The apostle Paul was fully aware that others studied and imitated his example, so he was very careful about how he appeared to the members of the church. I Corinthians 8:9-13 contains a fine example of his circumspect living.
The overall subject of this passage is meat offered to idols. After sacrificing an animal in the temples, the pagan priests often sold the surplus meat to local merchants, who included it along with other meat at his stall in the marketplace. Some felt that meat was meat, and since there is only one true God, the meat offered to a man-made image was perfectly fine to eat.

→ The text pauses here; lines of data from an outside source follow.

//! Explicit view context
//!
//! The post being edited, the blog settings and the authenticated user are
//! shared between views. Instead of living in a process-wide service they are
//! held in one [`AdminContext`] value that the shell hands to each view.

use crate::blog::Blog;
use crate::posts::Post;
use crate::user::User;

#[derive(Debug, Clone, Default)]
pub struct AdminContext {
    pub post: Option<Post>,
    pub blog: Option<Blog>,
    pub user: Option<User>,
}

impl AdminContext {
    /// Base URL that relative links and image references are rooted at.
    ///
    /// Falls back to `fallback` (usually the server URL the client talks to)
    /// until the blog settings have been loaded.
    pub fn blog_url<'a>(&'a self, fallback: &'a str) -> &'a str {
        match &self.blog {
            Some(blog) if !blog.url.is_empty() => &blog.url,
            _ => fallback,
        }
    }

    /// Store a freshly loaded blog after preparing it for editing.
    pub fn set_blog(&mut self, mut blog: Blog) -> &mut Blog {
        blog.prepare();
        self.blog.insert(blog)
    }
}

#[cfg(test)]
mod tests {
    use super::*;

    #[test]
    fn test_blog_url_falls_back_until_loaded() {
        let mut context = AdminContext::default();
        assert_eq!(context.blog_url("http://127.0.0.1:8084"), "http://127.0.0.1:8084");

        context.set_blog(Blog {
            url: "https://blog.example.com".to_string(),
            ..Default::default()
        });
        assert_eq!(
            context.blog_url("http://127.0.0.1:8084"),
            "https://blog.example.com"
        );
    }

    #[test]
    fn test_empty_blog_url_falls_back() {
        let mut context = AdminContext::default();
        context.set_blog(Blog::default());
        assert_eq!(context.blog_url("http://fallback"), "http://fallback");
    }

    #[test]
    fn test_set_blog_prepares_navigation() {
        let mut context = AdminContext::default();
        let mut blog = Blog {
            url: "https://blog.example.com".to_string(),
            ..Default::default()
        };
        blog.add_nav_item(Some("About"), Some("https://blog.example.com/about"));
        blog.navigation_items[0].url = "about".to_string();

        let stored = context.set_blog(blog);
        assert_eq!(stored.navigation_items[0].url, "https://blog.example.com/about");
    }
}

Others who were new in the faith or more sensitive to issues of spiritual contamination, believed that to eat such meat placed them in fellowship with—and they were thus defiled by—the false god, a demon, to which it had been offered.

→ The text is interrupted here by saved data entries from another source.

//! Link normalization against the blog's base URL

/// Root a possibly-relative link at `base_url`.
///
/// Links that already start with `http://`, `https://` or with `base_url`
/// itself are returned unchanged. Anything else is appended to `base_url`
/// with exactly one `/` between them when neither side provides it.
///
/// Applying it twice with the same base gives the same result as applying it
/// once, so forms can re-run it on every save.
///
/// - `normalize("/about", "https://blog.example.com")` → `"https://blog.example.com/about"`
/// - `normalize("about", "https://blog.example.com/")` → `"https://blog.example.com/about"`
/// - `normalize("https://other.com/x", "https://blog.example.com")` → `"https://other.com/x"`
pub fn normalize(candidate: &str, base_url: &str) -> String {
    if is_absolute(candidate) || candidate.starts_with(base_url) {
        return candidate.to_string();
    }

    if !candidate.starts_with('/') && !base_url.ends_with('/') {
        format!("{base_url}/{candidate}")
    } else {
        format!("{base_url}{candidate}")
    }
}

/// True when the link carries an `http://` or `https://` scheme.
pub fn is_absolute(candidate: &str) -> bool {
    candidate.starts_with("http://") || candidate.starts_with("https://")
}

/// The base URL with exactly one trailing `/`, used as the default target of
/// a new navigation item.
pub fn home_url(base_url: &str) -> String {
    if base_url.ends_with('/') {
        base_url.to_string()
    } else {
        format!("{base_url}/")
    }
}

#[cfg(test)]
mod tests {
    use super::*;

    const BASE: &str = "https://blog.example.com";

    #[test]
    fn test_leading_slash_joins_directly() {
        assert_eq!(normalize("/about", BASE), "https://blog.example.com/about");
    }

    #[test]
    fn test_missing_slash_is_inserted() {
        assert_eq!(normalize("about", BASE), "https://blog.example.com/about");
    }

    #[test]
    fn test_trailing_slash_on_base_joins_directly() {
        assert_eq!(
            normalize("about", "https://blog.example.com/"),
            "https://blog.example.com/about"
        );
    }

    #[test]
    fn test_both_slashes_are_kept() {
        // Both sides bring a slash; they are concatenated as-is.
        assert_eq!(
            normalize("/about", "https://blog.example.com/"),
            "https://blog.example.com//about"
        );
    }

    #[test]
    fn test_absolute_links_unchanged() {
        assert_eq!(normalize("https://other.com/x", BASE), "https://other.com/x");
        assert_eq!(normalize("http://other.com/x", BASE), "http://other.com/x");
    }

    #[test]
    fn test_already_rooted_unchanged() {
        assert_eq!(
            normalize("https://blog.example.com/tag/rust", BASE),
            "https://blog.example.com/tag/rust"
        );
        let base = "blog.local";
        assert_eq!(normalize("blog.local/about", base), "blog.local/about");
    }

    #[test]
    fn test_image_paths() {
        assert_eq!(
            normalize("/images/2015/05/cover.jpg", "http://127.0.0.1:8084"),
            "http://127.0.0.1:8084/images/2015/05/cover.jpg"
        );
    }

    #[test]
    fn test_empty_candidate() {
        assert_eq!(normalize("", BASE), "https://blog.example.com/");
        assert_eq!(normalize("", "https://blog.example.com/"), "https://blog.example.com/");
    }

    #[test]
    fn test_idempotent() {
        let bases = [
            "https://blog.example.com",
            "https://blog.example.com/",
            "http://localhost:8084/blog",
        ];
        let candidates = ["about", "/about", "", "tag/rust/", "/", "images/a.png"];

        for base in bases {
            for candidate in candidates {
                let once = normalize(candidate, base);
                assert_eq!(normalize(&once, base), once, "{candidate} on {base}");
            }
        }
    }

    #[test]
    fn test_home_url() {
        assert_eq!(home_url(BASE), "https://blog.example.com/");
        assert_eq!(home_url("https://blog.example.com/"), "https://blog.example.com/");
    }

    #[test]
    fn test_is_absolute() {
        assert!(is_absolute("https://x"));
        assert!(is_absolute("http://x"));
        assert!(!is_absolute("ftp://x"));
        assert!(!is_absolute("/x"));
    }
}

Verse 10 shows that some Christians would even eat meat in the pagan temple! The new or sensitive Christian, seeing this—and perhaps having recently rejected that false religion—would suffer a weakening of his conscience or his faith. In an extreme case, he might even return to his paganism and be lost (verse 11)!
Paul, however, provides the correct example in verses 12-13. Notice the apostle's starting point: Such a sin against a brother in Christ is a sin against Christ Himself! It is that serious! However "legal" eating the meat might be under God's law, the more important point is that the effect of one's actions on a brother's character takes precedence. Paul's conclusion, then, is that he would never even give the appearance of sin if it would harm a brother in the faith.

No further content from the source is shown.